Introducing Ardmore’s Maritime History – The Stunning Story Of The Fee des Ondes
The Fee des Ondes a French trawler (300 tons) was wrecked in Ardmore on Sunday 27th October 1963. It struck rocks 300yds off Ardmore head and it was blown into Carraig a Phúintín. All efforts of Youghal Lifeboat to get her off failed.

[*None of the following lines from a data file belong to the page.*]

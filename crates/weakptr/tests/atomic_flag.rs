//! Tests for `AtomicFlag`.

use std::sync::atomic::{AtomicUsize, Ordering};
use std::sync::Arc;
use std::thread;
use std::time::{Duration, Instant};

use weakptr::AtomicFlag;

#[test]
fn test_starts_unset() {
    let flag = AtomicFlag::new();
    assert!(!flag.is_set());
    assert!(!AtomicFlag::default().is_set());
}

#[test]
fn test_set_is_idempotent() {
    let flag = AtomicFlag::new();
    flag.set();
    assert!(flag.is_set());
    flag.set();
    assert!(flag.is_set());
}

#[test]
fn test_reset_for_testing() {
    let flag = AtomicFlag::new();
    flag.set();
    flag.unsafe_reset_for_testing();
    assert!(!flag.is_set());
    flag.set();
    assert!(flag.is_set());
}

#[test]
fn test_read_from_other_thread() {
    let flag = Arc::new(AtomicFlag::new());
    flag.set();

    let observed = thread::spawn({
        let flag = Arc::clone(&flag);
        move || flag.is_set()
    })
    .join()
    .unwrap();
    assert!(observed);
}

#[test]
fn test_set_on_other_thread_is_observed() {
    let flag = Arc::new(AtomicFlag::new());

    let setter = thread::spawn({
        let flag = Arc::clone(&flag);
        move || flag.set()
    });

    let deadline = Instant::now() + Duration::from_secs(10);
    while !flag.is_set() {
        assert!(Instant::now() < deadline, "set() never became visible");
        thread::yield_now();
    }
    setter.join().unwrap();
}

/// Data written before `set()` is visible to a thread that observes the flag.
#[test]
fn test_set_publishes_prior_writes() {
    let flag = Arc::new(AtomicFlag::new());
    let data = Arc::new(AtomicUsize::new(0));

    let reader = thread::spawn({
        let flag = Arc::clone(&flag);
        let data = Arc::clone(&data);
        move || {
            while !flag.is_set() {
                std::hint::spin_loop();
            }
            data.load(Ordering::Relaxed)
        }
    });

    data.store(1234, Ordering::Relaxed);
    flag.set();
    assert_eq!(reader.join().unwrap(), 1234);
}

#[test]
#[cfg(any(debug_assertions, feature = "dcheck-always-on"))]
fn test_set_from_two_threads_panics() {
    let flag = Arc::new(AtomicFlag::new());
    flag.set();

    let result = thread::spawn({
        let flag = Arc::clone(&flag);
        move || flag.set()
    })
    .join();
    assert!(result.is_err(), "set() from a second thread must panic");
}
use crate::naming::{assign_file_name, RunPrefix};
use crate::normalize::normalize;
use crate::page::ImageElement;
use serde::{Deserialize, Serialize};
use std::collections::HashSet;
use tracing::{debug, info};

#[derive(Debug, Clone, PartialEq, Eq, Serialize, Deserialize)]
pub struct ImageRecord {
    /// 1-based position in discovery order.
    pub index: usize,
    /// URL as found on the page (protocol-relative already qualified).
    pub source_url: String,
    /// Full-size URL; dedup key and fetch target.
    pub canonical_url: String,
    pub file_name: String,
    pub alt_text: String,
    pub width: String,
    pub height: String,
}

impl ImageRecord {
    pub fn was_optimized(&self) -> bool {
        self.source_url != self.canonical_url
    }
}

#[derive(Debug, Clone, Default)]
pub struct Discovery {
    pub records: Vec<ImageRecord>,
    pub skipped_invalid: usize,
    pub skipped_duplicate: usize,
}

/// Picks the first usable URL of `src`, `data-src`, `data-lazy-src` and qualifies
/// protocol-relative URLs with `https:`. Anything that is not http(s) is dropped.
pub fn resolve_source_url(element: &ImageElement) -> Option<String> {
    let raw = [&element.src, &element.lazy_src, &element.lazy_src_alt]
        .into_iter()
        .filter_map(|v| v.as_deref())
        .map(str::trim)
        .find(|v| !v.is_empty())?;

    if raw.starts_with("//") {
        Some(format!("https:{raw}"))
    } else if raw.starts_with("http") {
        Some(raw.to_string())
    } else {
        None
    }
}

/// Runs one discovery pass over `elements` in document order.
///
/// Elements without a usable URL are omitted, and so is every element whose canonical URL
/// was already emitted in this pass. File names are assigned in emission order.
pub fn discover<I>(elements: I, prefix: &RunPrefix) -> Discovery
where
    I: IntoIterator<Item = ImageElement>,
{
    let mut out = Discovery::default();
    let mut seen_urls: HashSet<String> = HashSet::new();
    let mut assigned_names: HashSet<String> = HashSet::new();

    for element in elements {
        let Some(source_url) = resolve_source_url(&element) else {
            out.skipped_invalid += 1;
            continue;
        };

        let canonical_url = normalize(&source_url);
        if !seen_urls.insert(canonical_url.clone()) {
            debug!(url = %canonical_url, "image_duplicate_skipped");
            out.skipped_duplicate += 1;
            continue;
        }

        let file_name = assign_file_name(&canonical_url, prefix, &assigned_names);
        assigned_names.insert(file_name.clone());

        if source_url != canonical_url {
            debug!(from = %source_url, to = %canonical_url, "image_url_optimized");
        }

        out.records.push(ImageRecord {
            index: out.records.len() + 1,
            source_url,
            canonical_url,
            file_name,
            alt_text: element.alt.unwrap_or_default(),
            width: element.width.display_value(),
            height: element.height.display_value(),
        });
    }

    info!(
        prefix = %prefix,
        found = out.records.len(),
        skipped_invalid = out.skipped_invalid,
        skipped_duplicate = out.skipped_duplicate,
        "image_discovery_done"
    );
    out
}

#[cfg(test)]
mod tests {
    use super::*;
    use crate::page::Dimension;

    fn img(src: &str) -> ImageElement {
        ImageElement {
            src: Some(src.to_string()),
            ..ImageElement::default()
        }
    }

    fn prefix() -> RunPrefix {
        RunPrefix::from_path("/posts/trip")
    }

    #[test]
    fn source_priority_is_src_then_lazy_attributes() {
        let element = ImageElement {
            src: None,
            lazy_src: Some("  ".to_string()),
            lazy_src_alt: Some("https://a.com/lazy.jpg".to_string()),
            ..ImageElement::default()
        };
        assert_eq!(
            resolve_source_url(&element).as_deref(),
            Some("https://a.com/lazy.jpg")
        );

        let element = ImageElement {
            src: Some("https://a.com/main.jpg".to_string()),
            lazy_src: Some("https://a.com/lazy.jpg".to_string()),
            ..ImageElement::default()
        };
        assert_eq!(
            resolve_source_url(&element).as_deref(),
            Some("https://a.com/main.jpg")
        );
    }

    #[test]
    fn protocol_relative_urls_become_https() {
        let element = ImageElement {
            lazy_src: Some("//cdn.a.com/x.png".to_string()),
            ..ImageElement::default()
        };
        assert_eq!(
            resolve_source_url(&element).as_deref(),
            Some("https://cdn.a.com/x.png")
        );
    }

    #[test]
    fn non_http_sources_are_skipped() {
        let out = discover(
            vec![
                img("data:image/png;base64,AAAA"),
                img("/relative.jpg"),
                ImageElement::default(),
                img("https://a.com/ok.jpg"),
            ],
            &prefix(),
        );
        assert_eq!(out.records.len(), 1);
        assert_eq!(out.skipped_invalid, 3);
        assert_eq!(out.records[0].index, 1);
        assert_eq!(out.records[0].file_name, "trip_ok.jpg");
    }

    #[test]
    fn resized_variants_of_one_asset_are_deduplicated() {
        let out = discover(
            vec![
                img("https://a.com/up/photo-300x200.jpg"),
                img("https://a.com/up/other.png"),
                img("https://a.com/up/photo-1024x682.jpg"),
                img("https://a.com/up/photo.jpg"),
            ],
            &prefix(),
        );
        let urls: Vec<_> = out.records.iter().map(|r| r.canonical_url.as_str()).collect();
        assert_eq!(urls, vec!["https://a.com/up/photo.jpg", "https://a.com/up/other.png"]);
        assert_eq!(out.skipped_duplicate, 2);

        let first = &out.records[0];
        assert_eq!(first.source_url, "https://a.com/up/photo-300x200.jpg");
        assert!(first.was_optimized());
        assert!(!out.records[1].was_optimized());
        assert_eq!(out.records[1].index, 2);
    }

    #[test]
    fn same_file_name_from_different_hosts_is_disambiguated() {
        let out = discover(
            vec![
                img("https://one.com/img.jpg"),
                img("https://two.com/img.jpg"),
                img("https://three.com/img.jpg?v=1"),
            ],
            &prefix(),
        );
        let names: Vec<_> = out.records.iter().map(|r| r.file_name.as_str()).collect();
        assert_eq!(names, vec!["trip_img.jpg", "trip_img-1.jpg", "trip_img-2.jpg"]);

        let unique: HashSet<_> = names.iter().collect();
        assert_eq!(unique.len(), names.len());
    }

    #[test]
    fn every_pass_starts_a_fresh_counter() {
        let elements = vec![img("https://one.com/img.jpg"), img("https://two.com/img.jpg")];
        let first = discover(elements.clone(), &prefix());
        let second = discover(elements, &prefix());
        assert_eq!(first.records, second.records);
    }

    #[test]
    fn metadata_prefers_numeric_dimensions() {
        let element = ImageElement {
            src: Some("https://a.com/x.jpg".to_string()),
            alt: Some("Beach".to_string()),
            width: Dimension {
                numeric: Some(800),
                raw: Some("800px".to_string()),
            },
            height: Dimension {
                numeric: None,
                raw: Some("auto".to_string()),
            },
            ..ImageElement::default()
        };
        let out = discover(vec![element, img("https://a.com/y.jpg")], &prefix());
        assert_eq!(out.records[0].alt_text, "Beach");
        assert_eq!(out.records[0].width, "800");
        assert_eq!(out.records[0].height, "auto");
        assert_eq!(out.records[1].alt_text, "");
        assert_eq!(out.records[1].width, "");
    }
}
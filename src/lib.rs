pub mod config;
pub mod discover;
mod error;
pub mod naming;
pub mod normalize;
pub mod page;
pub mod paths;
pub mod persist;
pub mod report;
pub mod retrieve;
pub mod session;
pub mod transport;

pub use error::{EngineError, Result};
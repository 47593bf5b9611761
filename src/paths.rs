use crate::naming::RunPrefix;
use std::path::PathBuf;

#[derive(Debug, Clone)]
pub struct OutputPaths {
    pub base_dir: PathBuf,
}

impl OutputPaths {
    pub fn new(base_dir: PathBuf) -> Self {
        Self { base_dir }
    }

    /// `./downloads` under the working directory.
    pub fn default_base_dir() -> PathBuf {
        match std::env::current_dir() {
            Ok(dir) => dir.join("downloads"),
            Err(_) => PathBuf::from("downloads"),
        }
    }

    pub fn default_config_path() -> PathBuf {
        PathBuf::from("imagegrab.json")
    }

    pub fn images_dir(&self) -> PathBuf {
        self.base_dir.clone()
    }

    pub fn reports_dir(&self) -> PathBuf {
        self.base_dir.join("reports")
    }

    pub fn manifest_path(&self, prefix: &RunPrefix) -> PathBuf {
        self.reports_dir().join(format!("{prefix}_manifest.csv"))
    }

    pub fn summary_path(&self, prefix: &RunPrefix) -> PathBuf {
        self.reports_dir().join(format!("{prefix}_summary.json"))
    }

    pub fn ensure_dirs(&self) -> std::io::Result<()> {
        std::fs::create_dir_all(self.images_dir())?;
        std::fs::create_dir_all(self.reports_dir())?;
        Ok(())
    }
}
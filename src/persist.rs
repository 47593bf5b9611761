use crate::{EngineError, Result};
use std::io::Write;
use std::path::{Path, PathBuf};
use tempfile::NamedTempFile;

/// Hands downloaded bytes over to local storage under a given file name.
pub trait Persistence {
    fn save_locally(&self, bytes: &[u8], file_name: &str) -> Result<()>;
}

impl<P: Persistence + ?Sized> Persistence for &P {
    fn save_locally(&self, bytes: &[u8], file_name: &str) -> Result<()> {
        (**self).save_locally(bytes, file_name)
    }
}

/// Writes files into one directory. Payloads are staged in a temp file next to the target
/// and renamed into place; the staging file is removed whenever the save does not complete.
#[derive(Debug, Clone)]
pub struct DirectoryPersistence {
    dir: PathBuf,
}

impl DirectoryPersistence {
    pub fn new(dir: impl Into<PathBuf>) -> Self {
        Self { dir: dir.into() }
    }

    pub fn dir(&self) -> &Path {
        &self.dir
    }
}

impl Persistence for DirectoryPersistence {
    fn save_locally(&self, bytes: &[u8], file_name: &str) -> Result<()> {
        check_file_name(file_name)?;
        std::fs::create_dir_all(&self.dir)?;

        let mut staged = NamedTempFile::new_in(&self.dir)?;
        staged.write_all(bytes)?;
        staged.flush()?;
        staged
            .persist(self.dir.join(file_name))
            .map_err(|err| EngineError::Io(err.error))?;
        Ok(())
    }
}

fn check_file_name(file_name: &str) -> Result<()> {
    let unsafe_name = file_name.is_empty()
        || file_name == "."
        || file_name == ".."
        || file_name.contains(['/', '\\', '\0']);
    if unsafe_name {
        return Err(EngineError::UnsafeFileName(file_name.to_string()));
    }
    Ok(())
}
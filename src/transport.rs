use crate::{EngineError, Result};
use std::io::Read;
use std::time::Duration;
use tracing::debug;
use url::Url;

pub const DEFAULT_USER_AGENT: &str = "Mozilla/5.0 (compatible; BlogImageDownloader)";
const MAX_PAGE_HTML_BYTES: u64 = 8 * 1024 * 1024;

#[derive(Debug, Clone, PartialEq, Eq)]
pub struct FetchResponse {
    pub ok: bool,
    pub status: u16,
    pub status_text: String,
    /// `Content-Type` as sent, `None` when the server sent none.
    pub content_type: Option<String>,
    pub bytes: Vec<u8>,
}

/// Fetches raw bytes for a URL.
///
/// A non-success status is a normal response (`ok == false`); `Err` is reserved for
/// failures where no response arrived at all.
pub trait Transport {
    fn fetch_binary(&self, url: &str, headers: &[(&str, &str)]) -> Result<FetchResponse>;
}

impl<T: Transport + ?Sized> Transport for &T {
    fn fetch_binary(&self, url: &str, headers: &[(&str, &str)]) -> Result<FetchResponse> {
        (**self).fetch_binary(url, headers)
    }
}

pub struct UreqTransport {
    agent: ureq::Agent,
}

impl UreqTransport {
    pub fn new(user_agent: &str, timeout: Duration) -> Self {
        let mut config = ureq::Agent::config_builder();
        config = config
            .http_status_as_error(false)
            .timeout_global(Some(timeout))
            .user_agent(user_agent);
        let agent: ureq::Agent = config.build().into();
        Self { agent }
    }

    /// Downloads the HTML of `url` for discovery.
    pub fn fetch_document(&self, url: &Url) -> Result<String> {
        let mut response = self
            .agent
            .get(url.as_str())
            .header("Accept", "text/html,application/xhtml+xml")
            .call()
            .map_err(|err| EngineError::Transport {
                url: redact_url_for_log(url.as_str()),
                message: err.to_string(),
            })?;

        let status = response.status().as_u16();
        if status >= 400 {
            return Err(EngineError::PageStatus {
                url: redact_url_for_log(url.as_str()),
                status,
            });
        }

        let content_type = header_string(&response, "content-type");
        if !is_html_content_type(&content_type) {
            return Err(EngineError::NotHtml {
                url: redact_url_for_log(url.as_str()),
                content_type,
            });
        }

        let mut html_buf = Vec::new();
        response
            .body_mut()
            .as_reader()
            .take(MAX_PAGE_HTML_BYTES)
            .read_to_end(&mut html_buf)?;
        Ok(String::from_utf8_lossy(&html_buf).into_owned())
    }
}

impl Transport for UreqTransport {
    fn fetch_binary(&self, url: &str, headers: &[(&str, &str)]) -> Result<FetchResponse> {
        let mut request = self.agent.get(url);
        for (name, value) in headers {
            request = request.header(*name, *value);
        }
        let mut response = request.call().map_err(|err| EngineError::Transport {
            url: url.to_string(),
            message: err.to_string(),
        })?;

        let status = response.status();
        let content_type = Some(header_string(&response, "content-type")).filter(|v| !v.is_empty());
        let ok = status.is_success();

        let mut bytes = Vec::new();
        if ok {
            response
                .body_mut()
                .as_reader()
                .read_to_end(&mut bytes)
                .map_err(|err| EngineError::Transport {
                    url: url.to_string(),
                    message: format!("failed reading body: {err}"),
                })?;
        }
        debug!(url, status = status.as_u16(), bytes = bytes.len(), "fetch_binary_done");

        Ok(FetchResponse {
            ok,
            status: status.as_u16(),
            status_text: status.canonical_reason().unwrap_or("").to_string(),
            content_type,
            bytes,
        })
    }
}

fn header_string(response: &ureq::http::Response<ureq::Body>, key: &str) -> String {
    response
        .headers()
        .get(key)
        .and_then(|v| v.to_str().ok())
        .unwrap_or("")
        .trim()
        .to_string()
}

fn is_html_content_type(content_type: &str) -> bool {
    if content_type.is_empty() {
        return true;
    }
    let content_type = content_type.to_ascii_lowercase();
    content_type.contains("text/html") || content_type.contains("application/xhtml+xml")
}

pub fn redact_url_for_log(value: &str) -> String {
    match Url::parse(value) {
        Ok(uri) => {
            let scheme = uri.scheme();
            let authority = uri.host_str().unwrap_or("unknown-host");
            format!("{scheme}://{authority}/...")
        }
        Err(_) => "[invalid-url]".to_string(),
    }
}
use regex::Regex;
use std::collections::HashSet;
use std::fmt;
use std::sync::OnceLock;
use url::Url;

pub const DEFAULT_PREFIX: &str = "blog-images";
const DEFAULT_EXTENSION: &str = ".jpg";

/// Filesystem-safe token derived from the page location and prepended to every file name
/// of a run.
#[derive(Debug, Clone, PartialEq, Eq)]
pub struct RunPrefix(String);

impl RunPrefix {
    pub fn from_page_url(page_url: &Url) -> Self {
        Self::from_path(page_url.path())
    }

    /// Uses the last non-empty `/` segment of `path`, as it appears in the URL.
    pub fn from_path(path: &str) -> Self {
        let Some(last) = path.split('/').filter(|s| !s.is_empty()).last() else {
            return Self(DEFAULT_PREFIX.to_string());
        };
        let cleaned = sanitize_prefix(last);
        if cleaned.is_empty() {
            Self(DEFAULT_PREFIX.to_string())
        } else {
            Self(cleaned)
        }
    }

    pub fn as_str(&self) -> &str {
        &self.0
    }
}

impl fmt::Display for RunPrefix {
    fn fmt(&self, f: &mut fmt::Formatter<'_>) -> fmt::Result {
        f.write_str(&self.0)
    }
}

fn sanitize_prefix(segment: &str) -> String {
    static INVALID: OnceLock<Regex> = OnceLock::new();
    static WHITESPACE: OnceLock<Regex> = OnceLock::new();
    static DASH_RUNS: OnceLock<Regex> = OnceLock::new();

    let invalid = INVALID.get_or_init(|| Regex::new(r#"[<>:"/\\|?*]"#).expect("invalid chars regex"));
    let whitespace = WHITESPACE.get_or_init(|| Regex::new(r"\s+").expect("whitespace regex"));
    let dash_runs = DASH_RUNS.get_or_init(|| Regex::new(r"--+").expect("dash runs regex"));

    let out = invalid.replace_all(segment, "-");
    let out = whitespace.replace_all(&out, "-");
    let out = dash_runs.replace_all(&out, "-");
    out.trim_matches('-').to_string()
}

/// Name of the asset as the server calls it: last path segment, query dropped, `.jpg`
/// appended when there is no extension at all.
pub fn base_file_name(canonical_url: &str) -> String {
    let last = canonical_url.rsplit('/').next().unwrap_or("");
    let without_query = last.split('?').next().unwrap_or("");
    if without_query.contains('.') {
        without_query.to_string()
    } else {
        format!("{without_query}{DEFAULT_EXTENSION}")
    }
}

/// Derives `<prefix>_<name>` for `canonical_url`, inserting `-1`, `-2`, … before the
/// extension until the name is not in `already_assigned`.
///
/// The result depends on the order of previous assignments; callers assign in discovery
/// order and start every discovery pass with an empty set.
pub fn assign_file_name(
    canonical_url: &str,
    prefix: &RunPrefix,
    already_assigned: &HashSet<String>,
) -> String {
    let file_name = format!("{}_{}", prefix.as_str(), base_file_name(canonical_url));
    disambiguate(&file_name, already_assigned)
}

fn disambiguate(file_name: &str, already_assigned: &HashSet<String>) -> String {
    if !already_assigned.contains(file_name) {
        return file_name.to_string();
    }

    let (stem, ext) = match file_name.rsplit_once('.') {
        Some((stem, ext)) => (stem, Some(ext)),
        None => (file_name, None),
    };
    let mut counter = 1_usize;
    loop {
        let candidate = match ext {
            Some(ext) => format!("{stem}-{counter}.{ext}"),
            None => format!("{stem}-{counter}"),
        };
        if !already_assigned.contains(&candidate) {
            return candidate;
        }
        counter += 1;
    }
}
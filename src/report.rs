//! Human-readable output for a run: discovery preview, final report, CSV manifest and JSON
//! summary.

use crate::discover::ImageRecord;
use crate::naming::RunPrefix;
use crate::retrieve::RetrievalResult;
use crate::Result;
use serde::{Deserialize, Serialize};
use std::fmt;
use std::io::Write;
use std::path::Path;

const MANIFEST_HEADER: [&str; 8] = [
    "index",
    "file_name",
    "canonical_url",
    "source_url",
    "status",
    "bytes",
    "sha256",
    "error",
];

#[derive(Debug, Clone, PartialEq, Eq, Serialize, Deserialize)]
pub struct FailedItem {
    pub file_name: String,
    pub reason: String,
}

#[derive(Debug, Clone, PartialEq, Eq, Serialize, Deserialize)]
pub struct RunReport {
    pub prefix: String,
    pub total: usize,
    pub succeeded: usize,
    pub failed: usize,
    pub total_bytes: u64,
    pub failures: Vec<FailedItem>,
}

/// Builds the report for `results`. Byte totals only count successful items.
pub fn summarize(results: &[RetrievalResult], prefix: &RunPrefix) -> RunReport {
    let succeeded = results.iter().filter(|r| r.success).count();
    let total_bytes = results
        .iter()
        .filter(|r| r.success)
        .filter_map(|r| r.byte_size)
        .sum();
    let failures = results
        .iter()
        .filter(|r| !r.success)
        .map(|r| FailedItem {
            file_name: r.record.file_name.clone(),
            reason: r
                .error_message
                .clone()
                .unwrap_or_else(|| "unknown error".to_string()),
        })
        .collect();

    RunReport {
        prefix: prefix.as_str().to_string(),
        total: results.len(),
        succeeded,
        failed: results.len() - succeeded,
        total_bytes,
        failures,
    }
}

pub fn format_megabytes(bytes: u64) -> String {
    format!("{:.2} MB", bytes as f64 / 1024.0 / 1024.0)
}

impl fmt::Display for RunReport {
    fn fmt(&self, f: &mut fmt::Formatter<'_>) -> fmt::Result {
        writeln!(f, "Done.")?;
        writeln!(f, "File prefix: \"{}_\"", self.prefix)?;
        writeln!(f, "Succeeded: {}/{}", self.succeeded, self.total)?;
        writeln!(f, "Failed: {}/{}", self.failed, self.total)?;
        if self.total_bytes > 0 {
            writeln!(f, "Total size: {}", format_megabytes(self.total_bytes))?;
        }

        if !self.failures.is_empty() {
            writeln!(f)?;
            writeln!(f, "Failed files:")?;
            for item in &self.failures {
                writeln!(f, "  - {}: {}", item.file_name, item.reason)?;
            }
        }

        if self.succeeded > 0 {
            writeln!(f)?;
            writeln!(
                f,
                "Images were saved with the file prefix \"{}_\".",
                self.prefix
            )?;
            writeln!(
                f,
                "Files sharing that prefix can be moved into their own folder."
            )?;
        }
        Ok(())
    }
}

/// Numbered listing of discovered images, shown before a full download.
pub fn render_preview<W: Write>(records: &[ImageRecord], out: &mut W) -> std::io::Result<()> {
    writeln!(out, "Found {} images:", records.len())?;
    writeln!(out, "{}", "=".repeat(60))?;
    for record in records {
        writeln!(out, "{}. {}", record.index, record.file_name)?;
        writeln!(out, "   Alt: {}", record.alt_text)?;
        writeln!(out, "   Size: {}x{}", record.width, record.height)?;
        writeln!(out, "   URL: {}", record.canonical_url)?;
        if record.was_optimized() {
            writeln!(out, "   Original: {}", record.source_url)?;
        }
    }
    Ok(())
}

/// Echo of the records picked by index before a selective download.
pub fn render_selection<W: Write>(
    records: &[ImageRecord],
    prefix: &RunPrefix,
    out: &mut W,
) -> std::io::Result<()> {
    writeln!(
        out,
        "Downloading {} selected images with prefix \"{}_\":",
        records.len(),
        prefix
    )?;
    for record in records {
        writeln!(out, "  + {}", record.file_name)?;
    }
    Ok(())
}

pub fn write_manifest(path: &Path, results: &[RetrievalResult]) -> Result<()> {
    if let Some(parent) = path.parent() {
        std::fs::create_dir_all(parent)?;
    }
    let mut writer = csv::Writer::from_path(path)?;
    writer.write_record(MANIFEST_HEADER)?;
    for result in results {
        let record = &result.record;
        let index = record.index.to_string();
        let bytes = result.byte_size.map(|v| v.to_string()).unwrap_or_default();
        writer.write_record([
            index.as_str(),
            record.file_name.as_str(),
            record.canonical_url.as_str(),
            record.source_url.as_str(),
            if result.success { "succeeded" } else { "failed" },
            bytes.as_str(),
            result.sha256.as_deref().unwrap_or(""),
            result.error_message.as_deref().unwrap_or(""),
        ])?;
    }
    writer.flush()?;
    Ok(())
}

pub fn write_summary(path: &Path, report: &RunReport) -> Result<()> {
    if let Some(parent) = path.parent() {
        std::fs::create_dir_all(parent)?;
    }
    let json = serde_json::to_string_pretty(report)?;
    std::fs::write(path, format!("{json}\n"))?;
    Ok(())
}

The Cork Examiner of October 28th, 1963 says “Two Frenchmen were rescued by life-boat, and seven crew, one of fifteen years old on his first voyage, by rubber raft in a sea drama, off the beach at Ardmore, Co. Waterford yesterday morning. They were the crew of the 300-ton trawler Fee des Ondes out of Lorient, which went aground in poor visibility just before dawn and which was subsequently severely damaged by rocks and pounding waves. Youghal lifeboat had been launched and life-saving rocket man, Jim Quain, was alerted, raised the alarm, and fired the maroon which brought out the full crew. The crew came ashore by rubber dinghy but Captain P Maletta and his mate E Dantec refused to abandon ship for a considerable time. They were all taken to the village and Mrs. Quain provided hot food and clothing. An abiding memory of hers, is, besides the saltwater even seeping down the stairs, was the incident of the crew sitting around her dining room table where a cask of Beaujolais from the vessel, containing about twelve bottles or so was ensconced. They asked her for glasses and imbibed the lot without as much as asking her would she like a glass, never mind a bottle. Lloyds later offered to recompense them for their hospitality, but they declined to accept. The boat being accessible at low water, it was visited by all and sundry during the following days.”